Task details ▸ Please restate, word for word, the lines below that begin at the one with "and index construction." and end at the one with "Raw data loading.". Leave out all other lines.

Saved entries

______________________________

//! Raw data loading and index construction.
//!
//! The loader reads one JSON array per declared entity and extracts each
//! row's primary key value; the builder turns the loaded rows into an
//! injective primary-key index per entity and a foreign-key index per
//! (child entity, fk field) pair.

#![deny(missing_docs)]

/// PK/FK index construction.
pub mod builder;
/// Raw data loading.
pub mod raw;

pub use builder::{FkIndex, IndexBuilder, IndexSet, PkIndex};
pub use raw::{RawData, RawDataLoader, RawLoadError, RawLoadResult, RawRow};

______________________________

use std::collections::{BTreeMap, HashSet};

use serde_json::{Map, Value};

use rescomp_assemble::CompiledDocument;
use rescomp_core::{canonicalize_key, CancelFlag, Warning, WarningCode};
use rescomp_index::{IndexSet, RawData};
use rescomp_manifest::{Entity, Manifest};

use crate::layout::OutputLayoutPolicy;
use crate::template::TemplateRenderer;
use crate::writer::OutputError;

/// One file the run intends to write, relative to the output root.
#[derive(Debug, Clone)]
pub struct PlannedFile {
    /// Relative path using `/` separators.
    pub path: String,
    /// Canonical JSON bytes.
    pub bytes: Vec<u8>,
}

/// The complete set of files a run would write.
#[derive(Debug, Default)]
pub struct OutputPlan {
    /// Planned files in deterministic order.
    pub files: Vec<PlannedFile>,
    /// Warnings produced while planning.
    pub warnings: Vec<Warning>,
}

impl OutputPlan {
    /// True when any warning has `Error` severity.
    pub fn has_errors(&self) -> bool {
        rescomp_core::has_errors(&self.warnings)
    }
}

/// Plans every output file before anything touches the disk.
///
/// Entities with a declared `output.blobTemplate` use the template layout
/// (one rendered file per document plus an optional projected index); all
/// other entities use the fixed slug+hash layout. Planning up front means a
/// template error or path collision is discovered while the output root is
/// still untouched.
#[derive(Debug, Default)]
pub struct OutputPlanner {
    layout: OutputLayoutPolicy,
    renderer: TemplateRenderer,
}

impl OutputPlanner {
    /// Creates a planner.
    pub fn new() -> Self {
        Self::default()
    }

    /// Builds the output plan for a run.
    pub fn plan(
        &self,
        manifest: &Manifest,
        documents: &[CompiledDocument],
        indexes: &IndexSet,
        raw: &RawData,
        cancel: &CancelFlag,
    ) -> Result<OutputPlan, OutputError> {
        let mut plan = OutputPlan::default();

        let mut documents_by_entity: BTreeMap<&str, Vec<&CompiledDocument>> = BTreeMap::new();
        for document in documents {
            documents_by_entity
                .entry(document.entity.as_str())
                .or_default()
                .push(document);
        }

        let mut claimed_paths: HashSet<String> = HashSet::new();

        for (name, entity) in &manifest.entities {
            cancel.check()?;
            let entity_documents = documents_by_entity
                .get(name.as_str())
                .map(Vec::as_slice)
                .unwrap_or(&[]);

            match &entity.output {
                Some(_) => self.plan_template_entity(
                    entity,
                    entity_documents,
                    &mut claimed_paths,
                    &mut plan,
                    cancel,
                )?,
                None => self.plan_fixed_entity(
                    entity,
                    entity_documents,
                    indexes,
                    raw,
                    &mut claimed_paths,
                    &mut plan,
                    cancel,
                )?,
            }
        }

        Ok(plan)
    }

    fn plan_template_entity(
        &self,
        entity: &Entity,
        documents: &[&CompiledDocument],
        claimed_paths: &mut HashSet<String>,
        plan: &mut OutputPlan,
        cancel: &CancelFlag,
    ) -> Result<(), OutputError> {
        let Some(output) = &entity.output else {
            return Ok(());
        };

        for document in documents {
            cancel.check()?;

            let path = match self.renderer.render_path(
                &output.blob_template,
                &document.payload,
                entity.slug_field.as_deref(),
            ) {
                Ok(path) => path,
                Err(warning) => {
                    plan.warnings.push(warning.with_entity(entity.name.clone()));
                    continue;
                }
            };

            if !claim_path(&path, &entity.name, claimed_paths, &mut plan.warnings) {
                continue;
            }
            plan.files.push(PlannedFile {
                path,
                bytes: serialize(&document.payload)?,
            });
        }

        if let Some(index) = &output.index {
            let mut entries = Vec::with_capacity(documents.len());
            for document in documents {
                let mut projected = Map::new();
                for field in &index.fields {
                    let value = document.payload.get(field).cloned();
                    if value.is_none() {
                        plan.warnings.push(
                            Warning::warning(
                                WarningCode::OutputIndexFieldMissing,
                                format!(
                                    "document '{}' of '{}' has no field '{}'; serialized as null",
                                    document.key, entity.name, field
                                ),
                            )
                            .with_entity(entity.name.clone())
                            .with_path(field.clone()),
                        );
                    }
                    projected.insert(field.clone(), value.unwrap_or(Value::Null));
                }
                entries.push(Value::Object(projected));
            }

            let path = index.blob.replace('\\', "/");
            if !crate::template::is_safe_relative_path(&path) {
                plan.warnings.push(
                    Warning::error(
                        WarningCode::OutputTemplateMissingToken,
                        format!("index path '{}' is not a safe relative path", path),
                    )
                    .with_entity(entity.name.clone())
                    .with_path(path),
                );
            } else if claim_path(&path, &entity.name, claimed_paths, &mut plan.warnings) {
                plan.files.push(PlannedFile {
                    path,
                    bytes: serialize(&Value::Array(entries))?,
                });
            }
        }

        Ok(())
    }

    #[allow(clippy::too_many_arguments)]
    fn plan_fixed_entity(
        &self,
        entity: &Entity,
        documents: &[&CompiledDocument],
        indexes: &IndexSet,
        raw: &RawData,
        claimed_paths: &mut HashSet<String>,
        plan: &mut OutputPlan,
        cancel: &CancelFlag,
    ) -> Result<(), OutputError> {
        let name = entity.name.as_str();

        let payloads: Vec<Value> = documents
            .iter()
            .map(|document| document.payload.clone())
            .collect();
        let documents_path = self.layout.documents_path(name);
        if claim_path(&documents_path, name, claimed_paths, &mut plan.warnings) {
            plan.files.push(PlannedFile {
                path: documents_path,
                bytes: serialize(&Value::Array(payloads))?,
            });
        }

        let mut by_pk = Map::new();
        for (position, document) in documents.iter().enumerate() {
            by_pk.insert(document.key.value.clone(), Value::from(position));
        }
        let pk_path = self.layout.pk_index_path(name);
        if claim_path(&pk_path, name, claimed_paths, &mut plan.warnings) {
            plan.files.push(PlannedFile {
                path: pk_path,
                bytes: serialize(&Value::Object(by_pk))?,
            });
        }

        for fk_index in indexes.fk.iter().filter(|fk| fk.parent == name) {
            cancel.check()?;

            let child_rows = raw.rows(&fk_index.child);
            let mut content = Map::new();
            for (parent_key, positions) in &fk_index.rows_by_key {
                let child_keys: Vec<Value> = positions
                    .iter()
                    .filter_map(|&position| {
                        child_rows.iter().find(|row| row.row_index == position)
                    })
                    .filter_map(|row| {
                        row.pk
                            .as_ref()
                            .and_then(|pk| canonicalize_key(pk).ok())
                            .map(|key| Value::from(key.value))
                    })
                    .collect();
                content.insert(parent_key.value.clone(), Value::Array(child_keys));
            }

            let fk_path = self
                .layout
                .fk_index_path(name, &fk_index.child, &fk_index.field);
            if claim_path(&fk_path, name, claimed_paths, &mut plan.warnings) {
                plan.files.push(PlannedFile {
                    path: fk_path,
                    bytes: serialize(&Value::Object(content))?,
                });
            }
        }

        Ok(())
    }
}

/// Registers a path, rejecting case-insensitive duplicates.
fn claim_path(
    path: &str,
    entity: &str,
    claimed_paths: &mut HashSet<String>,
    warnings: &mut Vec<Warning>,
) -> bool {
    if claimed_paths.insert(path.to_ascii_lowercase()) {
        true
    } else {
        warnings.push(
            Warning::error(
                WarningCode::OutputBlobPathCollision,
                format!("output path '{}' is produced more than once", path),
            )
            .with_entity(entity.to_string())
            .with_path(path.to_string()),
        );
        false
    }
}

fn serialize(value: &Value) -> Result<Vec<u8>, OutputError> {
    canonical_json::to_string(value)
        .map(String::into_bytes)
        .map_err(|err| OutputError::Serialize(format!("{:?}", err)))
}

______________________________

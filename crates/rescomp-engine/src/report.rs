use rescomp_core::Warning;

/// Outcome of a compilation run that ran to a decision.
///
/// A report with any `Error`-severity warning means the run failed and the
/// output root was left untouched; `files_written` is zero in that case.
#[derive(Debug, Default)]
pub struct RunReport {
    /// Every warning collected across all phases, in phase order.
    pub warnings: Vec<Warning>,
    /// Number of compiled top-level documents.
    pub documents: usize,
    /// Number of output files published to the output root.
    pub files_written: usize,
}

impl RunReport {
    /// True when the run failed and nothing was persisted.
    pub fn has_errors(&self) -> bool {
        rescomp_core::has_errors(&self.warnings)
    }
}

______________________________

Answer to the exercise ▸
//! Raw data loading and index construction.
//!
//! The loader reads one JSON array per declared entity and extracts each
//! row's primary key value; the builder turns the loaded rows into an
//! injective primary-key index per entity and a foreign-key index per
//! (child entity, fk field) pair.

#![deny(missing_docs)]

/// PK/FK index construction.
pub mod builder;
/// Raw data loading.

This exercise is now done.